During prophase, the nuclear membrane starts to dissolve. This will eventually allow the chromosomes to separate into the two new daughter cells.
Metaphase
The second phase of mitosis is metaphase. During metaphase, the spindle fibres begin moving and aligning the chromosomes. Each chromosome, composed of sister chromatids, is pulled toward the centre of the cell, where its centromere becomes aligned across the middle, or equator, of the cell.
sister chromatid: the identical copy of a single chromosome that remains attached to the original chromosome at the centromere
Anaphase
The third phase of mitosis is anaphase. The centromeres divide, and the sister chromatids, now referred to as chromosomes, move to opposite poles of the cell. The chromosomes are being pulled by their centromeres, resulting in a distinctive pattern with the ends of the chromosomes trailing behind. If mitosis proceeds correctly, the same number and type of chromosomes will be found at each pole of the cell.
Telophase
The last phase of mitosis is telophase. Here, chromosomes reach the opposite poles of the cell and begin to unwind. As they do so, the spindle fibres dissolve and nuclear membranes form around the chromosomes.

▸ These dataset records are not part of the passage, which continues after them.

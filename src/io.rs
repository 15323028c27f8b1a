use std::collections::BTreeMap;
use std::fmt::Write as _;
use std::fs::File;
use std::io::{BufReader, BufWriter, Read};
use std::path::Path;

use image::{ImageFormat, Rgba};
use serde::{Deserialize, Serialize};

use crate::canvas::PixelBuffer;
use crate::error::DocumentError;
use crate::ops::path::trace_cluster_bounded;
use crate::{log_info, log_warn};

/// Maximum supported canvas dimension in pixels (per axis).
/// Prevents memory exhaustion from crafted document files.
const MAX_CANVAS_DIM: u32 = 32_768;

// ============================================================================
// RASTER LOAD / SAVE
// ============================================================================

/// Load an image (or a `.pxe` document) into a pixel buffer.
/// Fully transparent pixels become absent pixels.
pub fn load_image(path: &Path) -> Result<PixelBuffer, DocumentError> {
    let is_document = path
        .extension()
        .and_then(|e| e.to_str())
        .is_some_and(|e| e.eq_ignore_ascii_case("pxe"));
    if is_document {
        return load_document(path);
    }

    let img = image::open(path)?.into_rgba8();
    if img.width() > MAX_CANVAS_DIM || img.height() > MAX_CANVAS_DIM {
        return Err(DocumentError::InvalidFormat(format!(
            "{}x{} exceeds the {} pixel limit",
            img.width(),
            img.height(),
            MAX_CANVAS_DIM
        )));
    }
    log_info!("Loaded {} ({}x{})", path.display(), img.width(), img.height());
    Ok(PixelBuffer::from_rgba_image(&img))
}

pub fn save_png(buffer: &PixelBuffer, path: &Path) -> Result<(), DocumentError> {
    buffer.to_rgba_image().save_with_format(path, ImageFormat::Png)?;
    log_info!("Saved PNG {}", path.display());
    Ok(())
}

// ============================================================================
// SVG EXPORT
// ============================================================================

/// Pixel indices grouped by color, in ascending index order.
/// Absent pixels are background and belong to no cluster.
pub fn clusters(buffer: &PixelBuffer) -> BTreeMap<[u8; 4], Vec<usize>> {
    let mut map: BTreeMap<[u8; 4], Vec<usize>> = BTreeMap::new();
    for (i, px) in buffer.pixels().iter().enumerate() {
        if let Some(Rgba(rgba)) = px {
            map.entry(*rgba).or_default().push(i);
        }
    }
    map
}

/// Vectorize every color cluster into one SVG document.
pub fn svg_document(buffer: &PixelBuffer) -> Result<String, DocumentError> {
    svg_document_filtered(buffer, None)
}

/// Like [`svg_document`], restricted to a single color when `only` is set.
pub fn svg_document_filtered(buffer: &PixelBuffer, only: Option<[u8; 4]>) -> Result<String, DocumentError> {
    let (w, h) = (buffer.width(), buffer.height());
    let mut out = String::new();
    let _ = writeln!(
        out,
        r#"<svg xmlns="http://www.w3.org/2000/svg" width="{w}" height="{h}" viewBox="0 0 {w} {h}" shape-rendering="crispEdges">"#
    );
    for (rgba, indices) in clusters(buffer) {
        if only.is_some_and(|c| c != rgba) {
            continue;
        }
        let d = trace_cluster_bounded(&indices, w, h)?;
        let [r, g, b, a] = rgba;
        let _ = write!(out, r##"<path fill="#{r:02x}{g:02x}{b:02x}""##);
        if a < 255 {
            let _ = write!(out, r#" fill-opacity="{:.3}""#, a as f32 / 255.0);
        }
        let _ = writeln!(out, r#" fill-rule="evenodd" d="{d}"/>"#);
    }
    out.push_str("</svg>\n");
    Ok(out)
}

// ============================================================================
// ANIMATION ENCODING
// ============================================================================

/// Check that all frames share one non-empty size that GIF/APNG can hold.
fn frame_size(frames: &[PixelBuffer]) -> Result<(u32, u32), DocumentError> {
    let Some(first) = frames.first() else {
        return Err(DocumentError::InvalidFormat("No frames to encode".into()));
    };
    let (w, h) = (first.width(), first.height());
    if w == 0 || h == 0 {
        return Err(DocumentError::InvalidFormat("Frames have no pixels".into()));
    }
    if w > u16::MAX as u32 || h > u16::MAX as u32 {
        return Err(DocumentError::InvalidFormat(
            "Image dimensions exceed GIF maximum (65535×65535)".into(),
        ));
    }
    if let Some(bad) = frames.iter().position(|f| (f.width(), f.height()) != (w, h)) {
        return Err(DocumentError::InvalidFormat(format!(
            "Frame {} is {}x{}, expected {}x{}",
            bad,
            frames[bad].width(),
            frames[bad].height(),
            w,
            h
        )));
    }
    Ok((w, h))
}

/// Encode frames as an infinitely looping animated GIF.
/// `fps`: playback speed. `max_colors`: palette size per frame (2-256).
/// Absent pixels map to a reserved transparent palette entry.
pub fn encode_gif(frames: &[PixelBuffer], fps: f32, max_colors: u16) -> Result<Vec<u8>, DocumentError> {
    let (w, h) = frame_size(frames)?;
    let delay_cs = ((100.0 / fps).round() as u16).max(1); // centiseconds
    let colors = (max_colors as usize).clamp(2, 256);

    let mut out = Vec::new();
    {
        let mut encoder = gif::Encoder::new(&mut out, w as u16, h as u16, &[])?;
        encoder.set_repeat(gif::Repeat::Infinite)?;

        for buffer in frames {
            let quantized = quantize_frame(buffer, colors);
            let frame = gif::Frame {
                width: w as u16,
                height: h as u16,
                delay: delay_cs,
                dispose: gif::DisposalMethod::Background,
                transparent: quantized.transparent,
                palette: Some(quantized.palette),
                buffer: std::borrow::Cow::Owned(quantized.indices),
                ..Default::default()
            };
            encoder.write_frame(&frame)?;
        }
    }
    log_info!("Encoded GIF: {} frames, {}x{}, {} bytes", frames.len(), w, h, out.len());
    Ok(out)
}

/// Encode frames as an infinitely looping animated PNG (APNG).
pub fn encode_apng(frames: &[PixelBuffer], fps: f32) -> Result<Vec<u8>, DocumentError> {
    let (w, h) = frame_size(frames)?;
    let delay_ms = (1000.0 / fps).round().clamp(1.0, 65535.0) as u16;

    let mut out = Vec::new();
    {
        let mut encoder = png::Encoder::new(&mut out, w, h);
        encoder.set_color(png::ColorType::Rgba);
        encoder.set_depth(png::BitDepth::Eight);
        encoder.set_animated(frames.len() as u32, 0)?; // 0 = infinite loop

        let mut writer = encoder.write_header()?;
        for buffer in frames {
            writer.set_frame_delay(delay_ms, 1000)?;
            writer.set_dispose_op(png::DisposeOp::Background)?;
            writer.write_image_data(buffer.to_rgba_image().as_raw())?;
        }
        writer.finish()?;
    }
    log_info!("Encoded APNG: {} frames, {}x{}, {} bytes", frames.len(), w, h, out.len());
    Ok(out)
}

struct QuantizedFrame {
    /// Flat `[R,G,B, R,G,B, ...]` as required by the gif crate.
    palette: Vec<u8>,
    indices: Vec<u8>,
    transparent: Option<u8>,
}

/// Quantize one frame with NeuQuant. When the frame has absent pixels, one
/// palette slot past the quantized colors is reserved for them.
fn quantize_frame(buffer: &PixelBuffer, max_colors: usize) -> QuantizedFrame {
    let opaque: Vec<u8> = buffer
        .pixels()
        .iter()
        .flatten()
        .flat_map(|p| [p[0], p[1], p[2], 255])
        .collect();
    let has_transparent = opaque.len() / 4 < buffer.len();

    if opaque.is_empty() {
        return QuantizedFrame {
            palette: vec![0, 0, 0, 0, 0, 0],
            indices: vec![0; buffer.len()],
            transparent: Some(0),
        };
    }

    let colors = if has_transparent { (max_colors - 1).max(2) } else { max_colors };

    // Pixel art usually fits the palette as-is; keep its colors exact.
    let mut distinct: Vec<[u8; 3]> = opaque.chunks_exact(4).map(|c| [c[0], c[1], c[2]]).collect();
    distinct.sort_unstable();
    distinct.dedup();
    if distinct.len() <= colors {
        let slots = distinct.len().max(2);
        let mut palette: Vec<u8> = distinct.iter().flatten().copied().collect();
        palette.resize(slots * 3, 0);
        let transparent = has_transparent.then(|| {
            palette.extend_from_slice(&[0, 0, 0]);
            slots as u8
        });
        let indices = buffer
            .pixels()
            .iter()
            .map(|px| match px {
                Some(p) => distinct.binary_search(&[p[0], p[1], p[2]]).unwrap_or(0) as u8,
                None => transparent.unwrap_or(0),
            })
            .collect();
        return QuantizedFrame { palette, indices, transparent };
    }

    let nq = color_quant::NeuQuant::new(10, colors, &opaque);

    let mut palette = Vec::with_capacity((colors + 1) * 3);
    for i in 0..colors {
        match nq.lookup(i) {
            Some(c) => palette.extend_from_slice(&c[..3]),
            None => palette.extend_from_slice(&[0, 0, 0]),
        }
    }
    let transparent = has_transparent.then(|| {
        palette.extend_from_slice(&[0, 0, 0]);
        colors as u8
    });

    let indices = buffer
        .pixels()
        .iter()
        .map(|px| match px {
            Some(p) => nq.index_of(&[p[0], p[1], p[2], 255]) as u8,
            None => transparent.unwrap_or(0),
        })
        .collect();

    QuantizedFrame { palette, indices, transparent }
}

// ============================================================================
// PXE DOCUMENT FORMAT
// ============================================================================

const PXE_MAGIC: &str = "PXE1";

/// Serializable document. Edit history is session-local and never stored.
#[derive(Serialize, Deserialize)]
struct DocumentFile {
    magic: String,
    width: u32,
    height: u32,
    pixels: Vec<Option<[u8; 4]>>,
}

/// Save a pixel buffer as a `.pxe` document.
pub fn save_document(buffer: &PixelBuffer, path: &Path) -> Result<(), DocumentError> {
    let doc = DocumentFile {
        magic: PXE_MAGIC.to_string(),
        width: buffer.width(),
        height: buffer.height(),
        pixels: buffer.pixels().iter().map(|px| px.map(|p| p.0)).collect(),
    };
    let writer = BufWriter::new(File::create(path)?);
    bincode::serialize_into(writer, &doc)?;
    log_info!("Saved document {}", path.display());
    Ok(())
}

/// Load a `.pxe` document.
pub fn load_document(path: &Path) -> Result<PixelBuffer, DocumentError> {
    let mut raw = Vec::new();
    BufReader::new(File::open(path)?).read_to_end(&mut raw)?;
    if raw.len() < 12 {
        return Err(DocumentError::InvalidFormat("File too small".into()));
    }

    // bincode encodes a String as: 8-byte length prefix + UTF-8 data.
    // The magic is 4 chars, so bytes 8..12 hold it.
    let magic = std::str::from_utf8(&raw[8..12]).unwrap_or("");
    if magic != PXE_MAGIC {
        return Err(DocumentError::InvalidFormat(format!("Unknown magic '{}'", magic)));
    }

    let doc: DocumentFile = bincode::deserialize(&raw)?;
    if doc.width > MAX_CANVAS_DIM || doc.height > MAX_CANVAS_DIM {
        return Err(DocumentError::InvalidFormat(format!(
            "Canvas {}x{} exceeds the {} pixel limit",
            doc.width, doc.height, MAX_CANVAS_DIM
        )));
    }
    let pixels = doc.pixels.into_iter().map(|px| px.map(Rgba)).collect();
    PixelBuffer::from_parts(doc.width, doc.height, pixels).ok_or_else(|| {
        log_warn!("Rejected document {}: pixel count mismatch", path.display());
        DocumentError::InvalidFormat("Pixel count does not match dimensions".into())
    })
}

The result is two daughter nuclei.
Cytokinesis
Mitosis is followed immediately by cytokinesis, the stage of the cell cycle when the cytoplasm of a eukaryotic cell is divided to form two new cells. Although the nucleus is divided during mitosis, the division of the cell content into two new daughter cells occurs during cytokinesis. Hence, cell division occurs in two stages—mitosis and cytokinesis.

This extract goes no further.